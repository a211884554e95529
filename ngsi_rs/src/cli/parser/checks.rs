//! Post-parse checks, run in order once the tokens are exhausted:
//! required flags (with positional shorthand and previous args), empty
//! values, then choices. Pairwise rules live in [`crate::cli::validation`].
//!
//! Each check writes one diagnostic line per violating flag to the error
//! sink and reports whether anything failed.

use crate::cli::context::Context;
use crate::cli::flag::Flag;
use crate::cli::previous_args::reconcile;
use crate::error::sprint_msg;
use crate::session::Session;

/// Reconcile required flags with positional arguments and previous args.
///
/// Positional shorthand applies only when none of the command's required
/// flags were named and the positional count matches exactly; positional
/// values are assigned in declaration order.
pub(crate) fn required(ctx: &mut Context<'_>, session: &mut Session) -> bool {
    const FUNC: &str = "required";

    let required = ctx.required_flags.clone();
    let mut missing = false;

    let positional =
        !required.is_empty() && !ctx.is_set_or(required.as_slice()) && ctx.args.len() == required.len();
    if positional {
        let values: Vec<String> = ctx.args.iter().map(str::to_string).collect();
        for (name, value) in required.iter().zip(&values) {
            match ctx.flag_mut(name) {
                Some(flag) => {
                    if let Err(e) = flag.set_value(value) {
                        session.eprint(format!("--{}: {}\n", name, e));
                        missing = true;
                    }
                }
                None => {
                    session.eprint(sprint_msg(FUNC, 1, &format!("--{}: not found\n", name)));
                    missing = true;
                }
            }
        }
        ctx.args.clear();
    }

    if reconcile(&mut ctx.flags, &mut session.settings, &session.servers) {
        session.updated = true;
    }

    if !required.is_empty() && !positional {
        if !ctx.args.is_empty() {
            missing = true;
        }
        for name in &required {
            if !ctx.is_set(name) {
                session.eprint(sprint_msg(FUNC, 4, &format!("--{} not found\n", name)));
                missing = true;
            }
        }
    }

    for flag in &ctx.flags {
        if flag.is_required() && !flag.is_set() {
            session.eprint(sprint_msg(FUNC, 2, &format!("--{} not found\n", flag.name())));
            missing = true;
        }
        if let Flag::String(f) = flag
            && f.name == "data"
            && f.set
            && f.value.is_empty()
            && !f.value_empty
        {
            session.eprint(sprint_msg(FUNC, 3, "data is empty\n"));
            missing = true;
        }
    }

    missing
}

/// Set string flags must carry a value unless they allow empty ones.
pub(crate) fn check_empty(flags: &[Flag], session: &mut Session) -> bool {
    const FUNC: &str = "checkEmpty";

    let mut failed = false;
    for f in flags.iter().filter_map(Flag::as_string) {
        if f.set && f.value.is_empty() && !f.value_empty {
            session.eprint(sprint_msg(FUNC, 1, &format!("--{}: value is empty\n", f.name)));
            failed = true;
        }
    }
    failed
}

/// Message shown when `--name` holds a value outside `choices`.
pub(crate) fn choices_message(choices: &[String], name: &str) -> String {
    match choices {
        [] => format!("no choices for --{}\n", name),
        [only] => format!("specify {} to --{}\n", only, name),
        [a, b] => format!("specify either {} or {} to --{}\n", a, b, name),
        [head @ .., last] => format!(
            "specify one of {} and {} to --{}\n",
            head.join(", "),
            last,
            name
        ),
    }
}

/// Set string flags with a choice list must match one entry, ignoring case.
pub(crate) fn check_choices(flags: &[Flag], session: &mut Session) -> bool {
    const FUNC: &str = "checkChoices";

    let mut failed = false;
    for f in flags.iter().filter_map(Flag::as_string) {
        let Some(choices) = &f.choices else {
            continue;
        };
        if !f.set {
            continue;
        }
        let value = f.value.to_lowercase();
        if !choices.iter().any(|c| *c == value) {
            session.eprint(sprint_msg(FUNC, 1, &choices_message(choices, &f.name)));
            failed = true;
        }
    }
    failed
}
//! `ngsi resolve` - show the broker endpoint a host resolves to.

use crate::cli::command::Command;
use crate::cli::common_flags::{host_required_flag, oauth_token_flag, scope_flag, tenant_flag};
use crate::cli::context::Context;
use crate::client::Client;
use crate::error::{NgsiError, Result};
use crate::session::Session;

pub(super) fn command() -> Command {
    Command::new("resolve")
        .category("CONVENIENCE")
        .usage("resolve a host to its broker endpoint")
        .flag(host_required_flag())
        .flag(tenant_flag())
        .flag(scope_flag())
        .flag(oauth_token_flag())
        .server_list(&["brokerv2", "brokerld"])
        .action(resolve)
}

fn resolve(_: &Context<'_>, session: &mut Session, client: Option<&Client>) -> Result<()> {
    let client = client.ok_or_else(|| NgsiError::new("resolve", 1, "client not found"))?;

    let mut out = format!("URL: {}\nNGSI: {}\n", client.url, client.ngsi_type);
    if !client.tenant.is_empty() {
        out.push_str(&format!("FIWARE-Service: {}\n", client.tenant));
    }
    if !client.scope.is_empty() {
        out.push_str(&format!("FIWARE-ServicePath: {}\n", client.scope));
    }
    session.print(out);
    Ok(())
}
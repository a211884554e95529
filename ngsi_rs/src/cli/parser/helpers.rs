//! Token-level helpers shared by the global and per-command flag phases.

use strsim::levenshtein;

use crate::cli::command::Command;
use crate::cli::flag::Flag;
use crate::cli::token::Token;
use crate::error::{NgsiError, Result};

/// Split an option token into `(long name, short alias)`.
///
/// `--host` gives `("host", "")`, `-h` gives `("", "h")`. Bare `-`/`--` and
/// non-option tokens return `None`.
pub(crate) fn is_option(arg: &str) -> Option<(&str, &str)> {
    if let Some(name) = arg.strip_prefix("--") {
        return (!name.is_empty()).then_some((name, ""));
    }
    match arg.strip_prefix('-') {
        Some(alias) if !alias.is_empty() => Some(("", alias)),
        _ => None,
    }
}

/// Apply the option `name`/`alias` to the matching flag, consuming its value
/// from `token`.
///
/// Bool flags take the following token only when it reads as a boolean;
/// otherwise the token is put back and the flag becomes true.
pub(crate) fn parse_opt(flags: &mut [Flag], token: &mut Token<'_>, name: &str, alias: &str) -> Result<()> {
    const FUNC: &str = "parseOpt";

    let Some(flag) = flags.iter_mut().find(|f| f.matches(name, alias)) else {
        let mut shown = String::new();
        if !name.is_empty() {
            shown.push_str("--");
            shown.push_str(name);
        }
        if !alias.is_empty() {
            shown.push('-');
            shown.push_str(alias);
        }
        return Err(NgsiError::new(FUNC, 4, format!("unknown flag: {}", shown)));
    };

    match flag {
        Flag::String(_) => {
            let v = token
                .next_arg()
                .ok_or_else(|| NgsiError::new(FUNC, 1, "value missing"))?;
            flag.set_value(v)
        }
        Flag::Int64(_) => {
            let v = token
                .next_arg()
                .ok_or_else(|| NgsiError::new(FUNC, 2, "value missing"))?;
            flag.set_value(v).map_err(|e| NgsiError::wrap(FUNC, 3, e))
        }
        Flag::Bool(_) => {
            if let Some(v) = token.peek() {
                token.next_arg();
                if flag.set_value(v).is_ok() {
                    return Ok(());
                }
                token.prev();
            }
            flag.set_value(true)
        }
    }
}

pub(crate) fn search_sub_command<'a>(cmds: &'a [Command], name: &str) -> Option<&'a Command> {
    cmds.iter().find(|c| c.name == name)
}

/// Closest command name within Levenshtein distance 2.
pub(crate) fn suggest_similar_command<'a>(input: &str, cmds: &'a [Command]) -> Option<&'a str> {
    let input = input.to_lowercase();
    let mut best: Option<(&str, usize)> = None;

    for cmd in cmds.iter().filter(|c| !c.hidden) {
        let distance = levenshtein(&input, &cmd.name.to_lowercase());
        if distance <= 2 && best.is_none_or(|(_, d)| distance < d) {
            best = Some((&cmd.name, distance));
        }
    }

    best.map(|(name, _)| name)
}
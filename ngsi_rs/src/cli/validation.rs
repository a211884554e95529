//! Pairwise option constraints declared on commands.

use crate::error::{NgsiError, Result};

use super::context::Context;

#[derive(Debug, Clone, Copy, PartialEq, Eq)]
pub enum ValidationMode {
    /// At most one of the two flags may be set.
    Nand,
    /// Exactly one of the two flags must be set.
    Xnor,
    /// Always rejected.
    Unsupported,
}

#[derive(Debug, Clone, PartialEq, Eq)]
pub struct ValidationFlag {
    pub mode: ValidationMode,
    pub flags: [String; 2],
}

impl ValidationFlag {
    pub fn new(mode: ValidationMode, a: &str, b: &str) -> Self {
        Self {
            mode,
            flags: [a.to_string(), b.to_string()],
        }
    }

    pub fn nand(a: &str, b: &str) -> Self {
        Self::new(ValidationMode::Nand, a, b)
    }

    pub fn xnor(a: &str, b: &str) -> Self {
        Self::new(ValidationMode::Xnor, a, b)
    }
}

/// Check `rule` against the flags parsed into `ctx`. No rule always passes.
pub fn validation(rule: Option<&ValidationFlag>, ctx: &Context<'_>) -> Result<()> {
    const FUNC: &str = "validation";

    let Some(rule) = rule else {
        return Ok(());
    };
    let [a, b] = &rule.flags;
    let either = || format!("specify either --{} or --{}", a, b);

    match rule.mode {
        ValidationMode::Nand if ctx.is_set(a) && ctx.is_set(b) => {
            Err(NgsiError::new(FUNC, 2, either()))
        }
        ValidationMode::Xnor if ctx.is_set(a) == ctx.is_set(b) => {
            Err(NgsiError::new(FUNC, 3, either()))
        }
        ValidationMode::Unsupported => Err(NgsiError::new(FUNC, 1, "validation mode error")),
        _ => Ok(()),
    }
}
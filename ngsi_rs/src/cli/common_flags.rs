//! Flag blueprints shared by the app and its commands.
//!
//! Each function returns a fresh value; commands embed them in their
//! declarations and the parser copies them again before use.

use crate::session::{DEFAULT_MARGIN, DEFAULT_MAX_COUNT, DEFAULT_TIMEOUT};

use super::flag::{BoolFlag, Flag, Int64Flag, StringFlag};

const LOG_LEVELS: &[&str] = &["off", "err", "info", "debug"];

/// App-level flags accepted before the command name.
pub fn global_flags() -> Vec<Flag> {
    vec![
        StringFlag::new("syslog")
            .usage("syslog logging `LEVEL` (off, err, info, debug)")
            .choices(LOG_LEVELS)
            .into(),
        StringFlag::new("stderr")
            .usage("stderr logging `LEVEL` (err, info, debug)")
            .choices(LOG_LEVELS)
            .into(),
        StringFlag::new("config")
            .usage("configuration `FILE` name")
            .allow_empty()
            .into(),
        StringFlag::new("configDir")
            .usage("configuration `DIR` name")
            .hidden()
            .into(),
        StringFlag::new("cache").usage("cache `FILE` name").into(),
        Int64Flag::new("margin")
            .usage("I/O time out (second)")
            .value(DEFAULT_MARGIN)
            .hidden()
            .into(),
        Int64Flag::new("timeout")
            .usage("I/O time out (second)")
            .value(DEFAULT_TIMEOUT)
            .hidden()
            .into(),
        Int64Flag::new("maxCount")
            .usage("maxCount")
            .value(DEFAULT_MAX_COUNT)
            .hidden()
            .into(),
        BoolFlag::new("batch")
            .alias("B")
            .usage("don't use previous args (batch)")
            .into(),
        StringFlag::new("cmdName").hidden().into(),
        BoolFlag::new("insecureSkipVerify")
            .usage("TLS/SSL skip certificate verification")
            .into(),
    ]
}

/// Injected at every level so `--help` is always accepted.
pub fn help_flag() -> Flag {
    BoolFlag::new("help").usage("show help").into()
}

pub fn version_flag() -> Flag {
    BoolFlag::new("version")
        .alias("v")
        .usage("print the version")
        .into()
}

/// Host that must resolve to a client before the action runs.
pub fn host_required_flag() -> StringFlag {
    StringFlag::new("host")
        .alias("h")
        .usage("broker or server host `VALUE`")
        .required()
        .init_client()
        .previous_args()
}

pub fn host_flag() -> StringFlag {
    StringFlag::new("host")
        .alias("h")
        .usage("broker or server host `VALUE`")
}

pub fn tenant_flag() -> StringFlag {
    StringFlag::new("service")
        .alias("s")
        .usage("FIWARE Service `VALUE`")
        .allow_empty()
}

pub fn scope_flag() -> StringFlag {
    StringFlag::new("path")
        .alias("p")
        .usage("FIWARE ServicePath `VALUE`")
        .allow_empty()
}

pub fn oauth_token_flag() -> StringFlag {
    StringFlag::new("oAuthToken")
        .usage("OAuth token `VALUE`")
        .hidden()
        .allow_empty()
}

pub fn json_flag() -> BoolFlag {
    BoolFlag::new("json").alias("j").usage("JSON format")
}

pub fn pretty_flag() -> BoolFlag {
    BoolFlag::new("pretty").alias("P").usage("pretty format")
}
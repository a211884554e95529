//! Previous-args record remembered across invocations.

use serde::{Deserialize, Serialize};

/// Values reused as defaults by later invocations.
#[derive(Debug, Clone, PartialEq, Eq, Serialize, Deserialize)]
#[serde(default)]
pub struct Settings {
    #[serde(rename = "usePreviousArgs")]
    pub use_previous_args: bool,
    pub syslog: String,
    pub stderr: String,
    pub logfile: String,
    pub loglevel: String,
    #[serde(rename = "cachefile")]
    pub cache_file: String,
    pub host: String,
    pub tenant: String,
    pub scope: String,
    pub token: String,
}

impl Default for Settings {
    fn default() -> Self {
        Self {
            use_previous_args: true,
            syslog: String::new(),
            stderr: String::new(),
            logfile: String::new(),
            loglevel: String::new(),
            cache_file: String::new(),
            host: String::new(),
            tenant: String::new(),
            scope: String::new(),
            token: String::new(),
        }
    }
}

impl Settings {
    /// Settings used by `--batch` runs: nothing remembered, nothing read back.
    pub fn batch() -> Self {
        Self {
            use_previous_args: false,
            ..Self::default()
        }
    }

    /// Forget every remembered value. The toggle and cache path are kept.
    pub fn clear_values(&mut self) {
        self.host.clear();
        self.tenant.clear();
        self.scope.clear();
        self.token.clear();
        self.syslog.clear();
        self.stderr.clear();
        self.logfile.clear();
        self.loglevel.clear();
    }

    /// Forget one item by user-facing name. Returns false for unknown names.
    ///
    /// Clearing the host also drops tenant and scope, which only make sense
    /// relative to it.
    pub fn delete_item(&mut self, item: &str) -> bool {
        match item.to_lowercase().as_str() {
            "host" => self.host.clear(),
            "service" | "fiware-service" | "tenant" => self.tenant.clear(),
            "path" | "fiware-servicepath" | "scope" => self.scope.clear(),
            "token" => self.token.clear(),
            "syslog" => self.syslog.clear(),
            "stderr" => self.stderr.clear(),
            "logfile" | "loglevel" => {
                self.logfile.clear();
                self.loglevel.clear();
            }
            _ => return false,
        }
        if self.host.is_empty() {
            self.tenant.clear();
            self.scope.clear();
        }
        true
    }

    /// Display label and value pairs, in the order help and `settings list` print them.
    pub fn display_items(&self) -> [(&'static str, &str); 8] {
        [
            ("Host", &self.host),
            ("FIWARE-Service", &self.tenant),
            ("FIWARE-ServicePath", &self.scope),
            ("Token", &self.token),
            ("Syslog", &self.syslog),
            ("Stderr", &self.stderr),
            ("LogFile", &self.logfile),
            ("LogLevel", &self.loglevel),
        ]
    }
}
———
• _What you need to do_
In the data above, find the line that contains "if let Err(e)" and the line that contains "if !required.is_empty() &&". Repeat exactly those lines and every line between them, and only those.

• _Result below_
                    if let Err(e) = flag.set_value(value) {
                        session.eprint(format!("--{}: {}\n", name, e));
                        missing = true;
                    }
                }
                None => {
                    session.eprint(sprint_msg(FUNC, 1, &format!("--{}: not found\n", name)));
                    missing = true;
                }
            }
        }
        ctx.args.clear();
    }

    if reconcile(&mut ctx.flags, &mut session.settings, &session.servers) {
        session.updated = true;
    }

    if !required.is_empty() && !positional {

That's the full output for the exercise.